3. Geostatistics: Reference is made to how the geological features constrain the fine scale 3D models (of > 2 million blocks - which was large for the time) using geostatistical techniques. By the early 90s, the use of geostatistical methods was becoming more widespread and how it has been applied in this case is covered better by Refs. 1 - 5 in this paper.
Location and structure maps of Anguille Marine are given in Figures 1 - 4.
4. Brief field facts: Discovery 1962; primary depletion commenced in 1966 but reservoir pressure fell rapidly over the next 2 - 3 years and GOR increased; waterflooding from 1971 restored pressure support but channelling led to early water breakthrough; infill drilling not very successful due to lack of current understanding of complex reservoir geology; new approach in 1990 focused more strongly on the reservoir geology of this heterogeneous low sand/shale ratio system recognising the characteristic geometries of a tubditic fan - lobes channels, levees, slumps, laminated facies etc.
5. The approach: It is important in all reservoir simulation studies to have a clear logic to how we approach the simulation of a large complex reservoir system. Here they describe their general methodology although details are in Refs. 1 - 4 at the end of the paper. Basically they: describe and model upper reservoir/ extend to the whole reservoir/ try to translate the geological model to a practical simulation model. On the latter issue they describe the use of “partial models” where just a smaller sector of the reservoir is studied but lessons are taken back into the full model.

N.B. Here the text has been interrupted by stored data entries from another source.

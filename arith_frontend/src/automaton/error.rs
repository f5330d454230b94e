use super::dfa::StateId;
use crate::logging::{codes, Code};

pub type AutomatonResult<T> = Result<T, AutomatonError>;

/// Automaton construction errors
#[derive(Debug, Clone, PartialEq, Eq, thiserror::Error)]
pub enum AutomatonError {
    #[error("State {id} is already registered")]
    DuplicateState { id: StateId },

    #[error("State {attempted} cannot be a start state: state {existing} already is")]
    MultipleStartStates {
        existing: StateId,
        attempted: StateId,
    },

    #[error("State {id} is not registered")]
    UnknownState { id: StateId },

    #[error(
        "Transition {from} --{symbol:?}--> {attempted} conflicts with existing target {existing}"
    )]
    NonDeterministicTransition {
        from: StateId,
        symbol: char,
        existing: StateId,
        attempted: StateId,
    },

    #[error("Automaton has no start state")]
    MissingStartState,
}

impl AutomatonError {
    pub fn error_code(&self) -> Code {
        match self {
            Self::DuplicateState { .. } => codes::automaton::DUPLICATE_STATE,
            Self::MultipleStartStates { .. } => codes::automaton::MULTIPLE_START_STATES,
            Self::UnknownState { .. } => codes::automaton::UNKNOWN_STATE,
            Self::NonDeterministicTransition { .. } => {
                codes::automaton::NON_DETERMINISTIC_TRANSITION
            }
            Self::MissingStartState => codes::automaton::MISSING_START_STATE,
        }
    }
}
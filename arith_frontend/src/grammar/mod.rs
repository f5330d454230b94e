//! Grammar of the arithmetic expression language
//!
//! `lexicon` holds the token automata, `ast` the tree the parser builds.

pub mod ast;
pub mod lexicon;

pub use ast::{BinaryOp, Expr};
pub use lexicon::{create_lexer, standard_automata};
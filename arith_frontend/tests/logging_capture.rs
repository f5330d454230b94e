//! Events emitted through the global logger during a parse.
//!
//! Kept in its own test binary: the global logger can be installed once
//! per process.

use arith_frontend::logging::{self, codes, LogLevel, LoggingService, MemoryLogger};
use arith_frontend::{Frontend, RuntimeConfig};
use std::io::Write;
use std::sync::{Arc, Mutex, OnceLock};

static MEMORY: OnceLock<Arc<MemoryLogger>> = OnceLock::new();
static SERIAL: Mutex<()> = Mutex::new(());

fn memory_logger() -> Arc<MemoryLogger> {
    MEMORY
        .get_or_init(|| {
            let memory = Arc::new(MemoryLogger::new());
            let service = LoggingService::new(memory.clone(), LogLevel::Debug);
            logging::init_global_logging_with_service(Arc::new(service)).unwrap();
            memory
        })
        .clone()
}

#[test]
fn successful_parse_logs_each_stage() {
    let _guard = SERIAL.lock().unwrap_or_else(|e| e.into_inner());
    let memory = memory_logger();
    let frontend = Frontend::new().unwrap();
    memory.clear();

    frontend.parse("1.0 + 2.0").unwrap();

    assert!(memory.has_success_with_code(codes::success::TOKENIZATION_COMPLETE));
    assert!(memory.has_success_with_code(codes::success::AST_CONSTRUCTION_COMPLETE));
    assert!(memory.has_success_with_code(codes::success::FRONTEND_PARSE_COMPLETE));
    assert!(memory.get_errors().is_empty());
}

#[test]
fn each_failure_is_logged_once() {
    let _guard = SERIAL.lock().unwrap_or_else(|e| e.into_inner());
    let memory = memory_logger();
    let frontend = Frontend::new().unwrap();

    memory.clear();
    frontend.parse("5.").unwrap_err();
    let errors = memory.get_errors();
    assert_eq!(errors.len(), 1);
    assert_eq!(errors[0].code, codes::lexical::NO_VIABLE_TOKEN);

    memory.clear();
    frontend.parse("(1.0").unwrap_err();
    assert_eq!(
        memory.get_events_with_code(codes::syntax::UNEXPECTED_TOKEN).len(),
        1
    );
    assert!(!memory.has_success_with_code(codes::success::FRONTEND_PARSE_COMPLETE));
}

#[test]
fn debug_mode_logs_tokens() {
    let _guard = SERIAL.lock().unwrap_or_else(|e| e.into_inner());
    let memory = memory_logger();
    let frontend = Frontend::new().unwrap().with_debug(true);
    memory.clear();

    frontend.parse("1.0").unwrap();

    let debug_events: Vec<_> = memory
        .get_events()
        .into_iter()
        .filter(|event| event.level == LogLevel::Debug)
        .collect();
    assert!(debug_events.iter().any(|event| event.message == "Token matched"));
    assert!(debug_events.iter().any(|event| event.message == "Parsed expression"));
}

#[test]
fn loading_a_config_file_is_logged() {
    let _guard = SERIAL.lock().unwrap_or_else(|e| e.into_inner());
    let memory = memory_logger();
    memory.clear();

    let mut file = tempfile::NamedTempFile::new().unwrap();
    file.write_all(b"[syntax]\nmax_parse_depth = 8\n").unwrap();
    RuntimeConfig::load(file.path()).unwrap();

    let loaded = memory.get_events_with_code(codes::success::CONFIGURATION_LOADED);
    assert_eq!(loaded.len(), 1);
    assert_eq!(loaded[0].context.get("max_parse_depth").map(String::as_str), Some("8"));
}

#[test]
fn second_initialization_is_logged_as_failure() {
    let _guard = SERIAL.lock().unwrap_or_else(|e| e.into_inner());
    let memory = memory_logger();
    memory.clear();

    assert!(logging::init_global_logging().is_err());
    assert!(memory.has_error_with_code(codes::system::INITIALIZATION_FAILURE));
}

6. Reservoir description: Section 2 of the paper gives a sedimentological description of the reservoir as a “slope-apron fan” of complex lithology (depositional model Figure 3) in which 14 (simplified) facies were retained; criteria of composite log recognition of various facies shown in Figure 5. Some contradictory water breakthrough observations were noted. Table 1 gives sedimentary body dimensions (lengths and widths) for channels, lobes. levees/crevasse-splay, slumps, channels (Upper Anguille); Table 2 gives mean petrophysical characteristics. A very important final result for reservoir simulation is the identification of five scales of heterogeneity - Figures 6 and 7; this makes the geological analysis and information numerically useable.
7. Sedimentary history: In earlier reservoir simulation studies, and indeed up to the present time, it is rare to see sedimentary history discussed in terms of a sequence stratigraphic analysis (even mentioning the pioneering work on sea level changes of P. R. Vail et al, “Seismic stratigraphy and global changes of sea level”, in Seismic Stratigraphy, Applications to Hydrocarbon Exploration, AAPG Memoir 26, pp. 49-212, 1977). Chronostratigraphic correlations refer to the “timelines” of simultaneous deposition. This analysis underpins much of the reservoir description but we will not elaborate on it here.
8. Geostatistical modelling: Mainly discussed in Refs. 1 and 2 of this paper. Firstly, focus on geostatistical modelling of the 3D distributions of the major flow units (channels and lobes) and barriers (laminated facies or slumps) for the entire reservoir.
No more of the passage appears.